Elise Bernard : Docteur en droit public, enseignante à Sciences-Po Aix et à l'ESSEC, décrypte chaque lundi sur euradio les traductions concrètes, dans notre actualité et notre quotidien, de ce grand principe fondamental européen qu’est l’État de droit. Ses analyses sont publiées sur la page Europe Info Hebdo.
L’Etat de droit c’est le droit pour tous et qui s’applique à tous. Évidemment, en fonction des circonstances, on prévoit des aménagements. Au niveau de l’Union européenne, le Digital Market Acts prévoit des aménagements pour les entreprises par exemple?
Ce texte spécifique qui réglemente à la fois le droit de la concurrence et la protection du consommateur et droits fondamentaux des individus entre en vigueur le 7 mars prochain. Et il est encore soumis à quelques aménagements.

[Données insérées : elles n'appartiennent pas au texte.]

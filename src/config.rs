//! Stream configuration types.

use crate::error::StreamError;
use crate::format::SampleFormat;

/// Transfer direction of a stream session.
#[derive(Debug, Clone, Copy, PartialEq, Eq, Default)]
pub enum Direction {
    /// Process → device (playing a file).
    #[default]
    Playback,
    /// Device → process (recording to a file).
    Capture,
}

/// How channel samples are laid out for device I/O.
#[derive(Debug, Clone, Copy, PartialEq, Eq, Default)]
pub enum AccessMode {
    /// One buffer with channel samples interleaved per frame.
    #[default]
    Interleaved,
    /// One buffer per channel ("separate channels" file mode).
    Planar,
}

/// Which device transfer primitive family the backend was opened with.
///
/// Resolved once at configuration time; the engine is agnostic to the
/// choice and only the device backend behaves differently.
#[derive(Debug, Clone, Copy, PartialEq, Eq, Default)]
pub enum TransferMethod {
    /// Classic buffered read/write primitives.
    #[default]
    Buffered,
    /// Memory-mapped transfer primitives.
    MemoryMapped,
}

/// Shorthand presets for common format/rate/channel combinations.
#[derive(Debug, Clone, Copy, PartialEq, Eq)]
pub enum FormatPreset {
    /// 16 bit little endian, 44100 Hz, stereo.
    Cd,
    /// 16 bit big endian, 44100 Hz, stereo.
    Cdr,
    /// 16 bit little endian, 48000 Hz, stereo.
    Dat,
}

impl FormatPreset {
    /// Parses a preset name, case-insensitive.
    pub fn parse(name: &str) -> Option<Self> {
        match name.to_ascii_lowercase().as_str() {
            "cd" => Some(Self::Cd),
            "cdr" => Some(Self::Cdr),
            "dat" => Some(Self::Dat),
            _ => None,
        }
    }

    /// The sample format this preset selects.
    #[must_use]
    pub fn format(&self) -> SampleFormat {
        match self {
            Self::Cd | Self::Dat => SampleFormat::S16_LE,
            Self::Cdr => SampleFormat::S16_BE,
        }
    }

    /// The frame rate this preset selects.
    #[must_use]
    pub fn rate(&self) -> u32 {
        match self {
            Self::Cd | Self::Cdr => 44_100,
            Self::Dat => 48_000,
        }
    }

    /// The channel count this preset selects.
    #[must_use]
    pub fn channels(&self) -> usize {
        2
    }
}

/// Limit on the total amount of audio to transfer.
///
/// Duration and sample-count limits are mutually exclusive at the CLI
/// surface; the engine only sees the resolved variant.
#[derive(Debug, Clone, Copy, PartialEq, Eq, Default)]
pub enum TransferLimit {
    /// Run until the input ends (playback) or forever (capture).
    #[default]
    Unlimited,
    /// Stop after this many seconds of audio.
    Seconds(u64),
    /// Stop after this many samples per channel.
    Samples(u64),
}

impl TransferLimit {
    /// Resolves the limit to a byte count for the given configuration.
    ///
    /// Capture byte counts are rounded to an even number of bytes (a
    /// historical artifact of container alignment, kept for compatibility);
    /// an unlimited capture rounds down from the maximum instead.
    pub fn byte_count(&self, config: &StreamConfig) -> u64 {
        let bpf = config.bytes_per_frame() as u64;
        let count = match self {
            Self::Unlimited => u64::MAX,
            Self::Seconds(secs) => secs * u64::from(config.rate) * bpf,
            Self::Samples(samples) => samples * bpf,
        };
        if config.direction == Direction::Capture {
            if count == u64::MAX {
                count - count % 2
            } else {
                count + count % 2
            }
        } else {
            count
        }
    }
}

/// Effective stream configuration, immutable once negotiated.
///
/// This is the *result* of parameter negotiation with the device - the
/// engine never negotiates itself, it only consumes chunk/buffer sizing and
/// thresholds the device layer reports back.
#[derive(Debug, Clone)]
pub struct StreamConfig {
    /// Transfer direction.
    pub direction: Direction,
    /// Sample encoding.
    pub format: SampleFormat,
    /// Channel count (1 = mono, 2 = stereo, ...).
    pub channels: usize,
    /// Frame rate in Hz.
    pub rate: u32,
    /// Frames per chunk - the engine's unit of device I/O.
    pub chunk_frames: usize,
    /// Frames in the device ring buffer.
    pub buffer_frames: usize,
    /// Channel layout for device I/O.
    pub access: AccessMode,
    /// Transfer primitive family the device was opened with.
    pub method: TransferMethod,
    /// Frames queued before the device auto-starts.
    pub start_threshold: u64,
    /// Fill level at which the device auto-stops after a fault.
    pub stop_threshold: u64,
}

impl StreamConfig {
    /// Bytes in one frame (one sample per channel).
    pub fn bytes_per_frame(&self) -> usize {
        self.format.bytes_per_sample() * self.channels
    }

    /// Bytes in one chunk.
    pub fn chunk_bytes(&self) -> usize {
        self.chunk_frames * self.bytes_per_frame()
    }

    /// Byte rate of the stream, used for size-based file rotation.
    pub fn bytes_per_second(&self) -> u64 {
        u64::from(self.rate) * self.bytes_per_frame() as u64
    }

    /// Checks the structural invariants of a negotiated configuration.
    pub fn validate(&self) -> Result<(), StreamError> {
        if self.channels == 0 {
            return Err(StreamError::config("channel count must be at least 1"));
        }
        if self.bytes_per_frame() == 0 {
            return Err(StreamError::config("bytes per frame must be positive"));
        }
        if self.chunk_frames == 0 {
            return Err(StreamError::config("chunk size must be positive"));
        }
        if self.chunk_frames >= self.buffer_frames {
            return Err(StreamError::config(format!(
                "chunk size must be smaller than buffer size ({} >= {})",
                self.chunk_frames, self.buffer_frames
            )));
        }
        Ok(())
    }
}

impl Default for StreamConfig {
    fn default() -> Self {
        Self {
            direction: Direction::Playback,
            format: SampleFormat::U8,
            channels: 1,
            rate: 8000,
            chunk_frames: 1024,
            buffer_frames: 4096,
            access: AccessMode::Interleaved,
            method: TransferMethod::Buffered,
            start_threshold: 4096,
            stop_threshold: 4096,
        }
    }
}

#[cfg(test)]
mod tests {
    use super::*;

    #[test]
    fn test_preset_cd() {
        let p = FormatPreset::parse("CD").unwrap();
        assert_eq!(p.format(), SampleFormat::S16_LE);
        assert_eq!(p.rate(), 44_100);
        assert_eq!(p.channels(), 2);
    }

    #[test]
    fn test_preset_cdr_is_big_endian() {
        assert_eq!(FormatPreset::Cdr.format(), SampleFormat::S16_BE);
    }

    #[test]
    fn test_preset_dat() {
        let p = FormatPreset::parse("dat").unwrap();
        assert_eq!(p.rate(), 48_000);
        assert_eq!(p.format(), SampleFormat::S16_LE);
    }

    #[test]
    fn test_config_defaults() {
        let config = StreamConfig::default();
        assert_eq!(config.format, SampleFormat::U8);
        assert_eq!(config.rate, 8000);
        assert_eq!(config.channels, 1);
        assert!(config.validate().is_ok());
    }

    #[test]
    fn test_bytes_per_frame() {
        let config = StreamConfig {
            format: SampleFormat::S16_LE,
            channels: 2,
            ..StreamConfig::default()
        };
        assert_eq!(config.bytes_per_frame(), 4);
        assert_eq!(config.chunk_bytes(), 4096);
    }

    #[test]
    fn test_validate_rejects_chunk_not_smaller_than_buffer() {
        let config = StreamConfig {
            chunk_frames: 4096,
            buffer_frames: 4096,
            ..StreamConfig::default()
        };
        assert!(config.validate().is_err());
    }

    #[test]
    fn test_validate_rejects_zero_channels() {
        let config = StreamConfig {
            channels: 0,
            ..StreamConfig::default()
        };
        assert!(config.validate().is_err());
    }

    #[test]
    fn test_limit_seconds_to_bytes() {
        let config = StreamConfig::default(); // 8000 Hz, 1 byte/frame
        assert_eq!(TransferLimit::Seconds(2).byte_count(&config), 16_000);
    }

    #[test]
    fn test_limit_samples_to_bytes() {
        let config = StreamConfig {
            format: SampleFormat::S16_LE,
            channels: 2,
            ..StreamConfig::default()
        };
        // 100 samples per channel → 100 frames × 4 bytes
        assert_eq!(TransferLimit::Samples(100).byte_count(&config), 400);
    }

    #[test]
    fn test_capture_limit_rounds_to_even() {
        let config = StreamConfig {
            direction: Direction::Capture,
            rate: 8001,
            ..StreamConfig::default()
        };
        let count = TransferLimit::Seconds(1).byte_count(&config);
        assert_eq!(count % 2, 0);
        assert_eq!(count, 8002);
    }

    #[test]
    fn test_unlimited_capture_rounds_down() {
        let config = StreamConfig {
            direction: Direction::Capture,
            ..StreamConfig::default()
        };
        let count = TransferLimit::Unlimited.byte_count(&config);
        assert_eq!(count % 2, 0);
        assert!(count > u64::MAX - 2);
    }
}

Lacher du lest sur des exigences européennes en faveur de ces entreprises qui dominent le monde virtuel ce n’est pas le signe qu’ils dominent la politique? voire nos institutions?
Je ne dirai pas ça ainsi. Les Etats créent des alliances avec les entreprises gigantesques de la tech, c’est sûr.
Donc quand le 13 février dernier, la Commission européenne décide d’exempter certains produits des GAFAM du champ d’application du texte européen, cela s’inscrit au delà de la réglementation..
Évidemment, l’idée n’est pas de s’extraire du système d’Etat de droit. Le droit européen est rigoureux à l’égard des entreprises américaines. Personne n’a dans l’idée de tout annuler. Ils se sont mis d’accord sur le fait que certains produits n’ont pas besoin d’être aussi strictement encadrés car ils ne seraient pas assez populaires en Europe et ne seraient pas considérés comme des « services de plateforme essentiels ». 3 pourcents du marché pour le moteur de recherche concerné.
Le critère c’est donc la préférence des consommateurs?
On peut y voir le verre à moitié plein: c’est le citoyen qui est d’abord pris en compte. Même si on constate un traitement préférentiel réservé à 2 des GAFAM.
Mais la Commission reste gardienne des traités donc va surveiller l’évolution du marché.
Oui, elle se réserve la possibilité de réévaluer les exemptions accordées en cas de changements constatés. C’est toujours la bonne coordination entre acteurs économiques que l’on cherche ici. Avec, au centre, le citoyen.